Si a ello le sumamos el entramado financiero y, la lógica de ganancia que emplean las compañías farmacéuticas, la vulnerabilidad aumenta, puesto que los efectos económicos negativos por el virus son más profundos, y la capacidad de obtener una cura se podría tornar económicamente más lejana para una buena parte de la población.
Las vacunas siguen siendo la mejor arma de la ciencia contra los virus, y, sin embargo, las proyecciones más alentadoras no prometen tener lista la vacuna del COVID-19 en menos de un año. Mientras tanto, el mundo en pánico verá cómo las vacunas pasan por ensayos clínicos durante los próximos 12 meses con las industrias bien atentas.
En este contexto complejo, el egoísmo de ciertos dirigentes políticos no deja de sorprender al mundo. Donald Trump ha ofrecido mil millones de dólares a la empresa alemana CureVac para asegurar que la vacuna que están desarrollando sea solo para los Estados Unidos. Sin embargo, los investigadores alemanes han sorprendido respondiendo que, en caso de tener éxito con una vacuna eficaz, esta debería ayudar y proteger a las personas de todo el mundo, mostrando que sí puede existir un criterio más solidario y humano en la búsqueda de soluciones.
Ante todo esto, es necesario hacer una pausa para reflexionar sobre el papel de gran parte de la industria farmacéutica y sus monopolios, ya que no se puede permitir que los medicamentos y el acceso a ellos queden determinados por el criterio de la ganancia y la utilidad económica de unos mercados inhumanos.

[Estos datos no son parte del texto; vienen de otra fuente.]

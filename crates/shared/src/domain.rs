use std::fmt;

use chrono::NaiveDate;
use serde::{Deserialize, Serialize};

macro_rules! id_newtype {
    ($name:ident) => {
        #[derive(Debug, Clone, Copy, PartialEq, Eq, Hash, PartialOrd, Ord, Serialize, Deserialize)]
        #[serde(transparent)]
        pub struct $name(pub i64);

        impl fmt::Display for $name {
            fn fmt(&self, f: &mut fmt::Formatter<'_>) -> fmt::Result {
                write!(f, "{}", self.0)
            }
        }
    };
}

id_newtype!(UserId);
id_newtype!(PropertyId);
id_newtype!(ContractId);
id_newtype!(InvoiceId);
id_newtype!(PaymentId);

#[derive(Debug, Clone, Copy, PartialEq, Eq, Hash, Serialize, Deserialize)]
#[serde(rename_all = "lowercase")]
pub enum Role {
    #[serde(alias = "admin")]
    Administrador,
    Propietario,
    Inquilino,
    Contador,
}

impl Role {
    pub const ALL: [Role; 4] = [
        Role::Administrador,
        Role::Propietario,
        Role::Inquilino,
        Role::Contador,
    ];

    pub fn label(self) -> &'static str {
        match self {
            Role::Administrador => "Administrator",
            Role::Propietario => "Owner",
            Role::Inquilino => "Tenant",
            Role::Contador => "Accountant",
        }
    }
}

/// Backend-managed lifecycle states. The client only displays them and offers
/// them as transition targets; admissibility is always decided server-side.
macro_rules! lifecycle_state {
    (
        $(#[$meta:meta])*
        $name:ident {
            $($variant:ident => $wire:literal, $label:literal, terminal = $terminal:literal;)+
        }
    ) => {
        $(#[$meta])*
        #[derive(Debug, Clone, Copy, PartialEq, Eq, Hash, Serialize, Deserialize)]
        pub enum $name {
            $(
                #[serde(rename = $wire)]
                $variant,
            )+
        }

        impl $name {
            pub const ALL: &'static [$name] = &[$($name::$variant),+];

            pub fn wire_name(self) -> &'static str {
                match self {
                    $($name::$variant => $wire,)+
                }
            }

            pub fn label(self) -> &'static str {
                match self {
                    $($name::$variant => $label,)+
                }
            }

            pub fn is_terminal(self) -> bool {
                match self {
                    $($name::$variant => $terminal,)+
                }
            }

            pub fn from_wire(raw: &str) -> Option<Self> {
                let raw = raw.trim();
                Self::ALL
                    .iter()
                    .copied()
                    .find(|state| state.wire_name().eq_ignore_ascii_case(raw))
            }
        }

        impl fmt::Display for $name {
            fn fmt(&self, f: &mut fmt::Formatter<'_>) -> fmt::Result {
                f.write_str(self.wire_name())
            }
        }
    };
}

lifecycle_state! {
    PropertyState {
        Disponible => "disponible", "Available", terminal = false;
        Ocupada => "ocupada", "Occupied", terminal = false;
        Mantenimiento => "mantenimiento", "Under maintenance", terminal = false;
        Inactiva => "inactiva", "Inactive", terminal = false;
    }
}

lifecycle_state! {
    ContractState {
        Borrador => "borrador", "Draft", terminal = false;
        Activo => "activo", "Active", terminal = false;
        Suspendido => "suspendido", "Suspended", terminal = false;
        Finalizado => "finalizado", "Finished", terminal = true;
        Cancelado => "cancelado", "Cancelled", terminal = true;
    }
}

lifecycle_state! {
    InvoiceState {
        Pendiente => "pendiente", "Pending", terminal = false;
        Pagada => "pagada", "Paid", terminal = true;
        Vencida => "vencida", "Overdue", terminal = false;
        Anulada => "anulada", "Voided", terminal = true;
    }
}

lifecycle_state! {
    PaymentState {
        Pendiente => "pendiente", "Pending confirmation", terminal = false;
        Confirmado => "confirmado", "Confirmed", terminal = false;
        Rechazado => "rechazado", "Rejected", terminal = true;
        Reembolsado => "reembolsado", "Refunded", terminal = true;
    }
}

#[derive(Debug, Clone, Copy, PartialEq, Eq, Hash, Serialize, Deserialize)]
#[serde(rename_all = "lowercase")]
pub enum PaymentMethod {
    Efectivo,
    Transferencia,
    Tarjeta,
    Cheque,
}

#[derive(Debug, Clone, Copy, PartialEq, Eq, Hash, Serialize, Deserialize)]
#[serde(rename_all = "lowercase")]
pub enum PropertyKind {
    Casa,
    Departamento,
    Local,
    Oficina,
    Terreno,
}

#[derive(Debug, Clone, PartialEq, Serialize, Deserialize)]
pub struct User {
    pub id: UserId,
    #[serde(rename = "nombre")]
    pub name: String,
    #[serde(rename = "apellido", default, skip_serializing_if = "Option::is_none")]
    pub last_name: Option<String>,
    pub email: String,
    #[serde(rename = "rol")]
    pub role: Role,
    #[serde(rename = "telefono", default, skip_serializing_if = "Option::is_none")]
    pub phone: Option<String>,
    #[serde(rename = "activo", default = "default_true")]
    pub active: bool,
}

impl User {
    pub fn display_name(&self) -> String {
        match &self.last_name {
            Some(last) if !last.trim().is_empty() => format!("{} {}", self.name, last),
            _ => self.name.clone(),
        }
    }
}

fn default_true() -> bool {
    true
}

#[derive(Debug, Clone, PartialEq, Serialize, Deserialize)]
pub struct Property {
    pub id: PropertyId,
    #[serde(rename = "direccion")]
    pub address: String,
    #[serde(rename = "ciudad", default, skip_serializing_if = "Option::is_none")]
    pub city: Option<String>,
    #[serde(rename = "tipo")]
    pub kind: PropertyKind,
    #[serde(rename = "habitaciones", default, skip_serializing_if = "Option::is_none")]
    pub bedrooms: Option<u32>,
    #[serde(rename = "area_m2", default, skip_serializing_if = "Option::is_none")]
    pub area_m2: Option<f64>,
    #[serde(rename = "precio_alquiler")]
    pub monthly_rent: f64,
    #[serde(rename = "estado")]
    pub state: PropertyState,
    #[serde(rename = "id_propietario")]
    pub owner_id: UserId,
    #[serde(rename = "descripcion", default, skip_serializing_if = "Option::is_none")]
    pub description: Option<String>,
}

#[derive(Debug, Clone, PartialEq, Serialize, Deserialize)]
pub struct Contract {
    pub id: ContractId,
    #[serde(rename = "id_propiedad")]
    pub property_id: PropertyId,
    #[serde(rename = "id_inquilino")]
    pub tenant_id: UserId,
    #[serde(rename = "fecha_inicio")]
    pub start_date: NaiveDate,
    #[serde(rename = "fecha_fin")]
    pub end_date: NaiveDate,
    #[serde(rename = "monto_mensual")]
    pub monthly_amount: f64,
    #[serde(rename = "deposito", default, skip_serializing_if = "Option::is_none")]
    pub deposit: Option<f64>,
    #[serde(rename = "estado")]
    pub state: ContractState,
}

#[derive(Debug, Clone, PartialEq, Serialize, Deserialize)]
pub struct Invoice {
    pub id: InvoiceId,
    #[serde(rename = "id_contrato")]
    pub contract_id: ContractId,
    #[serde(rename = "fecha_emision")]
    pub issue_date: NaiveDate,
    #[serde(rename = "fecha_vencimiento")]
    pub due_date: NaiveDate,
    #[serde(rename = "monto")]
    pub amount: f64,
    #[serde(rename = "concepto", default, skip_serializing_if = "Option::is_none")]
    pub concept: Option<String>,
    #[serde(rename = "estado")]
    pub state: InvoiceState,
}

impl Invoice {
    /// Pending past its due date, or already marked overdue by the backend.
    pub fn is_overdue(&self, today: NaiveDate) -> bool {
        match self.state {
            InvoiceState::Vencida => true,
            InvoiceState::Pendiente => self.due_date < today,
            InvoiceState::Pagada | InvoiceState::Anulada => false,
        }
    }
}

#[derive(Debug, Clone, PartialEq, Serialize, Deserialize)]
pub struct Payment {
    pub id: PaymentId,
    #[serde(rename = "id_factura")]
    pub invoice_id: InvoiceId,
    #[serde(rename = "monto")]
    pub amount: f64,
    #[serde(rename = "fecha_pago")]
    pub paid_on: NaiveDate,
    #[serde(rename = "metodo")]
    pub method: PaymentMethod,
    #[serde(rename = "referencia", default, skip_serializing_if = "Option::is_none")]
    pub reference: Option<String>,
    #[serde(rename = "estado")]
    pub state: PaymentState,
}
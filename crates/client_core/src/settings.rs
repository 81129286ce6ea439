use std::{
    path::{Path, PathBuf},
    time::Duration,
};

use config::{Config, Environment, File};
use serde::{Deserialize, Serialize};
use url::Url;

use crate::error::{ClientError, ClientResult};

pub const DEFAULT_CONFIG_FILE: &str = "rentmanager.toml";
pub const ENV_PREFIX: &str = "RENTMANAGER";
const APP_DIR_NAME: &str = "rentmanager";

#[derive(Debug, Clone, PartialEq, Serialize, Deserialize)]
#[serde(default)]
pub struct Settings {
    pub api_base_url: String,
    pub request_timeout_secs: u64,
    #[serde(skip_serializing_if = "Option::is_none")]
    pub data_dir: Option<PathBuf>,
    pub log_filter: String,
}

impl Default for Settings {
    fn default() -> Self {
        Self {
            api_base_url: "http://127.0.0.1:8080".into(),
            request_timeout_secs: 30,
            data_dir: None,
            log_filter: "info".into(),
        }
    }
}

impl Settings {
    /// Defaults, then the TOML file (explicit path, or `rentmanager.toml` in
    /// the working directory when present), then `RENTMANAGER__*` variables.
    pub fn load(config_path: Option<&Path>) -> ClientResult<Self> {
        Self::load_with_env(config_path, None)
    }

    /// Same as [`Settings::load`] with an injected environment instead of the
    /// process one.
    pub fn load_with_env(
        config_path: Option<&Path>,
        env: Option<config::Map<String, String>>,
    ) -> ClientResult<Self> {
        let file_source = match config_path {
            Some(path) => File::from(path).required(true),
            None => File::with_name(DEFAULT_CONFIG_FILE).required(false),
        };

        let settings: Settings = Config::builder()
            .add_source(file_source)
            .add_source(
                Environment::with_prefix(ENV_PREFIX)
                    .separator("__")
                    .try_parsing(true)
                    .source(env),
            )
            .build()
            .and_then(|cfg| cfg.try_deserialize())
            .map_err(|err| ClientError::Config(err.to_string()))?;

        settings.validated()
    }

    pub fn validated(mut self) -> ClientResult<Self> {
        self.api_base_url = normalize_base_url(&self.api_base_url)?;
        if self.request_timeout_secs == 0 {
            return Err(ClientError::Config(
                "request_timeout_secs must be greater than zero".into(),
            ));
        }
        if self.log_filter.trim().is_empty() {
            self.log_filter = Settings::default().log_filter;
        }
        Ok(self)
    }

    pub fn with_api_base_url(mut self, api_base_url: &str) -> ClientResult<Self> {
        self.api_base_url = normalize_base_url(api_base_url)?;
        Ok(self)
    }

    pub fn request_timeout(&self) -> Duration {
        Duration::from_secs(self.request_timeout_secs)
    }

    pub fn resolve_data_dir(&self) -> ClientResult<PathBuf> {
        if let Some(dir) = &self.data_dir {
            return Ok(dir.clone());
        }
        let base = dirs::data_local_dir().ok_or_else(|| {
            ClientError::Config("unable to resolve local app data dir; set data_dir".into())
        })?;
        Ok(base.join(APP_DIR_NAME))
    }

    pub fn to_toml(&self) -> ClientResult<String> {
        toml::to_string_pretty(self).map_err(|err| ClientError::Config(err.to_string()))
    }
}

fn normalize_base_url(raw: &str) -> ClientResult<String> {
    let raw = raw.trim();
    if raw.is_empty() {
        return Err(ClientError::Config("api_base_url must not be empty".into()));
    }
    let url = Url::parse(raw)
        .map_err(|err| ClientError::Config(format!("invalid api_base_url '{raw}': {err}")))?;
    if !matches!(url.scheme(), "http" | "https") {
        return Err(ClientError::Config(format!(
            "api_base_url must use http or https, got '{}'",
            url.scheme()
        )));
    }
    if url.host_str().is_none() {
        return Err(ClientError::Config(format!(
            "api_base_url '{raw}' has no host"
        )));
    }
    Ok(url.as_str().trim_end_matches('/').to_string())
}

#[cfg(test)]
#[path = "tests/settings_tests.rs"]
mod tests;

Es indispensable pensar que el coronavirus puede enseñarnos algo: el sistema de salud pública es más importante que las ganancias de las grandes farmacéuticas. Es necesario rechazar la privatización de las vacunas y los tratamientos frente al COVID-19, y adoptar un modelo impulsado por el interés en la salud pública que recompense la creación de una cura accesible para todos.